▶ WORK TO COMPLETE: Show every line below where "without" appears.
Start of RAW DATA
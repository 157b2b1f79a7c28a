//! The high-level CRM client.

use std::collections::BTreeMap;
use std::sync::Arc;

use tracing::{debug, info, warn};
use uuid::Uuid;
use xmltree::Element;

use crate::entity::Entity;
use crate::envelope::{actions, build_envelope};
use crate::paging::next_cookie;
use crate::parse::{
    parse_create_response, parse_delete_response, parse_execute_response,
    parse_retrieve_all_entities_response, parse_retrieve_entity_response,
    parse_retrieve_multiple_response, parse_retrieve_organizations_response,
    parse_retrieve_response, parse_update_response, EntityListing, OrganizationDetail,
    QueryResult,
};
use crate::requests::{
    all_attributes_fetch, create_request, delete_request, execute_action_request,
    retrieve_all_entities_request, retrieve_entity_request, retrieve_multiple_request,
    retrieve_organizations_request, retrieve_request, update_request, EntityFilters,
};
use crate::schema::{extract_entity_schema, EntitySchema, MemorySchemaCache, SchemaCache};
use crm_soap_auth::{AuthStrategy, Settings};
use crm_soap_client::{ClientConfig, Error, Result, SoapTransport};

/// Client for one CRM deployment.
///
/// Owns the transport, the authentication strategy, and the schema cache.
/// Every operation is one or more sequential SOAP calls; there is no retry
/// and no request-level parallelism, so the caller decides how failures are
/// handled.
pub struct CrmClient {
    settings: Arc<Settings>,
    config: ClientConfig,
    transport: SoapTransport,
    auth: AuthStrategy,
    schema_cache: Box<dyn SchemaCache>,
}

impl CrmClient {
    /// Build a client with default configuration and an in-memory schema
    /// cache.
    pub fn new(settings: Settings) -> Result<Self> {
        Self::with_config(settings, ClientConfig::default())
    }

    pub fn with_config(settings: Settings, config: ClientConfig) -> Result<Self> {
        let settings = Arc::new(settings);
        Ok(Self {
            transport: SoapTransport::new(&config)?,
            auth: AuthStrategy::new(Arc::clone(&settings), &config)?,
            schema_cache: Box::new(MemorySchemaCache::new()),
            settings,
            config,
        })
    }

    /// Replace the schema cache, e.g. with a [`crate::FileSchemaCache`].
    pub fn with_schema_cache(mut self, cache: impl SchemaCache + 'static) -> Self {
        self.schema_cache = Box::new(cache);
        self
    }

    /// The authentication strategy, e.g. to seed a previously issued token.
    pub fn auth(&self) -> &AuthStrategy {
        &self.auth
    }

    pub fn settings(&self) -> &Settings {
        &self.settings
    }

    /// Create a record. The entity must not have an id yet; on success its
    /// id is set to the one the server assigned.
    pub async fn create(&self, entity: &mut Entity) -> Result<Uuid> {
        if !entity.is_new() {
            return Err(Error::state("Cannot Create an Entity that already exists."));
        }
        let raw = self
            .organization_call(actions::CREATE, &create_request(entity))
            .await?;
        let id = parse_create_response(&raw)?;
        entity.id = id;
        info!(logical_name = %entity.logical_name, %id, "created entity");
        Ok(id)
    }

    /// Update a record in place. The entity must have an id.
    pub async fn update(&self, entity: &Entity) -> Result<()> {
        if entity.is_new() {
            return Err(Error::state("Cannot Update an Entity without an ID."));
        }
        let raw = self
            .organization_call(actions::UPDATE, &update_request(entity))
            .await?;
        parse_update_response(&raw)
    }

    /// Delete a record. The entity must have an id.
    pub async fn delete(&self, entity: &Entity) -> Result<()> {
        if entity.is_new() {
            return Err(Error::state("Cannot Delete an Entity without an ID."));
        }
        let raw = self
            .organization_call(
                actions::DELETE,
                &delete_request(&entity.logical_name, entity.id),
            )
            .await?;
        parse_delete_response(&raw)
    }

    /// Retrieve a record by id. `fields` of `None` fetches all columns.
    pub async fn retrieve(&self, entity: &Entity, fields: Option<&[&str]>) -> Result<Entity> {
        if entity.is_new() {
            return Err(Error::state("Cannot Retrieve an Entity without an ID."));
        }
        let raw = self
            .organization_call(
                actions::RETRIEVE,
                &retrieve_request(&entity.logical_name, entity.id, fields),
            )
            .await?;
        parse_retrieve_response(&raw, &entity.logical_name)
    }

    /// Run a FetchXML query.
    ///
    /// With `all_pages` the query is resent until `MoreRecords` clears,
    /// accumulating entities in page order; any supplied cookie is ignored.
    /// When a page reports more records without a cookie, one is
    /// synthesized from the page number so the next request can still be
    /// addressed.
    pub async fn retrieve_multiple(
        &self,
        fetch_xml: &str,
        all_pages: bool,
        paging_cookie: Option<String>,
        limit: Option<u32>,
        page: Option<u32>,
    ) -> Result<QueryResult> {
        let limit = limit.map(|l| l.min(self.config.max_records_per_page));
        let mut cookie = if all_pages { None } else { paging_cookie };
        let mut page_override = page;
        let mut accumulated: Option<QueryResult> = None;

        let result = loop {
            let body = retrieve_multiple_request(fetch_xml, cookie.as_deref(), limit, page_override)?;
            let raw = self
                .organization_call(actions::RETRIEVE_MULTIPLE, &body)
                .await?;
            let mut page_data = parse_retrieve_multiple_response(&raw)?;
            debug!(
                count = page_data.count,
                more_records = page_data.more_records,
                "retrieved result page"
            );

            if let Some(previous) = accumulated.take() {
                let mut entities = previous.entities;
                entities.extend(page_data.entities);
                page_data.entities = entities;
                page_data.count += previous.count;
            }

            if page_data.more_records && page_data.paging_cookie.is_none() {
                let synthesized = next_cookie(cookie.as_deref())?;
                page_data.paging_cookie = Some(synthesized.clone());
                cookie = Some(synthesized);
            } else {
                cookie = page_data.paging_cookie.clone();
            }
            page_override = None;

            if page_data.more_records && all_pages {
                accumulated = Some(page_data);
            } else {
                break page_data;
            }
        };
        Ok(result)
    }

    /// Retrieve every record of one entity type with all attributes.
    pub async fn retrieve_multiple_entities(
        &self,
        logical_name: &str,
        all_pages: bool,
        paging_cookie: Option<String>,
        limit: Option<u32>,
        page: Option<u32>,
    ) -> Result<QueryResult> {
        self.retrieve_multiple(
            &all_attributes_fetch(logical_name),
            all_pages,
            paging_cookie,
            limit,
            page,
        )
        .await
    }

    /// Run a FetchXML query expected to match at most one record.
    pub async fn retrieve_single(&self, fetch_xml: &str) -> Result<Option<Entity>> {
        let result = self
            .retrieve_multiple(fetch_xml, false, None, Some(1), None)
            .await?;
        Ok(result.entities.into_iter().next())
    }

    /// Execute a named organization-service action with string parameters.
    pub async fn execute_action(
        &self,
        request_name: &str,
        parameters: &[(String, String)],
    ) -> Result<BTreeMap<String, String>> {
        let raw = self
            .organization_call(
                actions::EXECUTE,
                &execute_action_request(request_name, parameters),
            )
            .await?;
        parse_execute_response(&raw)
    }

    /// Retrieve the raw metadata element for one entity type.
    pub async fn retrieve_entity(
        &self,
        logical_name: &str,
        filters: EntityFilters,
        retrieve_as_if_published: bool,
    ) -> Result<Element> {
        let raw = self
            .organization_call(
                actions::EXECUTE,
                &retrieve_entity_request(logical_name, filters, retrieve_as_if_published),
            )
            .await?;
        parse_retrieve_entity_response(&raw)
    }

    /// The schema of one entity type, from the cache when fresh.
    pub async fn entity_schema(&self, logical_name: &str) -> Result<EntitySchema> {
        if let Some(schema) = self.schema_cache.load(logical_name)? {
            debug!(logical_name, "entity schema served from cache");
            return Ok(schema);
        }

        let metadata = self
            .retrieve_entity(logical_name, EntityFilters::All, false)
            .await?;
        let schema = extract_entity_schema(&metadata)?;
        if let Err(error) = self
            .schema_cache
            .save(logical_name, &schema, self.settings.cache_ttl)
        {
            // A dead cache degrades performance, not correctness.
            warn!(logical_name, %error, "failed to cache entity schema");
        }
        Ok(schema)
    }

    /// List every entity type usable in advanced find.
    pub async fn retrieve_all_entities(&self) -> Result<Vec<EntityListing>> {
        let raw = self
            .organization_call(actions::EXECUTE, &retrieve_all_entities_request())
            .await?;
        parse_retrieve_all_entities_response(&raw)
    }

    /// List the organizations visible through the discovery service.
    pub async fn retrieve_organizations(&self) -> Result<Vec<OrganizationDetail>> {
        let raw = self
            .discovery_call(actions::DISCOVERY_EXECUTE, &retrieve_organizations_request())
            .await?;
        parse_retrieve_organizations_response(&raw)
    }

    /// Find the organization whose web application endpoint matches the
    /// host of `web_application_url`.
    pub async fn retrieve_organization(
        &self,
        web_application_url: &str,
    ) -> Result<Option<OrganizationDetail>> {
        let url = url::Url::parse(web_application_url)?;
        let Some(host) = url.host_str().map(str::to_string) else {
            return Err(Error::state(format!(
                "No host in web application URL <{web_application_url}>"
            )));
        };

        let organizations = self.retrieve_organizations().await?;
        Ok(organizations.into_iter().find(|org| {
            org.endpoints
                .get("WebApplication")
                .is_some_and(|endpoint| endpoint.contains(&host))
        }))
    }

    async fn organization_call(&self, action: &str, body: &str) -> Result<String> {
        let token = self.auth.organization_token().await?;
        let envelope = build_envelope(
            &self.settings.organization_url,
            action,
            &self.auth.security_header(&token),
            body,
        );
        debug!(action, "sending organization service request");
        self.transport
            .send(&self.settings.organization_url, envelope)
            .await
    }

    async fn discovery_call(&self, action: &str, body: &str) -> Result<String> {
        if self.settings.discovery_url.is_empty() {
            return Err(Error::state("Discovery service URL is not set"));
        }
        let token = self.auth.discovery_token().await?;
        let envelope = build_envelope(
            &self.settings.discovery_url,
            action,
            &self.auth.security_header(&token),
            body,
        );
        debug!(action, "sending discovery service request");
        self.transport
            .send(&self.settings.discovery_url, envelope)
            .await
    }
}
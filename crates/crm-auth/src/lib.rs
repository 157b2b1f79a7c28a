//! # crm-soap-auth
//!
//! WS-Trust authentication for Dynamics-style CRM services.
//!
//! The CRM server does not accept credentials directly. Instead the client
//! asks a trusted issuer (an ADFS server on premises, the online federation
//! endpoint otherwise) to exchange a username and password for a security
//! token, then embeds that token verbatim in the WS-Security header of every
//! service call.
//!
//! [`AuthStrategy`] drives the whole exchange: it resolves the issuer
//! endpoint from the service WSDL's security policy, posts a
//! `RequestSecurityToken`, and caches the resulting [`SecurityToken`] per
//! service for the lifetime of the client. Token expiry is enforced by the
//! server, not tracked locally; an expired token surfaces as a SOAP fault.

mod rst;
mod settings;
mod strategy;
mod token;

pub use crm_soap_client::{Error, ErrorKind, Result};
pub use rst::{federation_rst, online_federation_rst, parse_rstr};
pub use settings::{AuthMode, Settings};
pub use strategy::{AuthStrategy, Service};
pub use token::SecurityToken;
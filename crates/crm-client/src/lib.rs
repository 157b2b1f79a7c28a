//! # crm-soap-client
//!
//! Core SOAP transport infrastructure for Dynamics-style CRM services.
//!
//! This crate owns the pieces every other crate in the workspace builds on:
//!
//! - **SoapTransport** - HTTPS POST of SOAP 1.2 envelopes with response
//!   validation and server-fault detection
//! - **ClientConfig** - timeouts, user agent, page-size limits
//! - **Error** - the shared error taxonomy (structural XML errors, transport
//!   errors, protocol faults, caller-state errors)
//! - **xml** - element-tree helpers shared by the WSDL and response parsers
//!
//! There is no automatic retry anywhere in this crate: every failure is
//! surfaced to the caller, which is the sole point of recovery.

mod config;
mod error;
mod transport;
pub mod xml;

pub use config::{ClientConfig, ClientConfigBuilder};
pub use error::{Error, ErrorKind, Result};
pub use transport::{validate_soap_response, SoapTransport, SOAP_FAULT_ACTIONS};

/// Default User-Agent for all requests.
pub const USER_AGENT: &str = concat!("crm-soap-api/", env!("CARGO_PKG_VERSION"));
End of RAW DATA
▶ RESULT OF THIS TASK:
            return Err(Error::state("Cannot Update an Entity without an ID."));
            return Err(Error::state("Cannot Delete an Entity without an ID."));
            return Err(Error::state("Cannot Retrieve an Entity without an ID."));
    /// When a page reports more records without a cookie, one is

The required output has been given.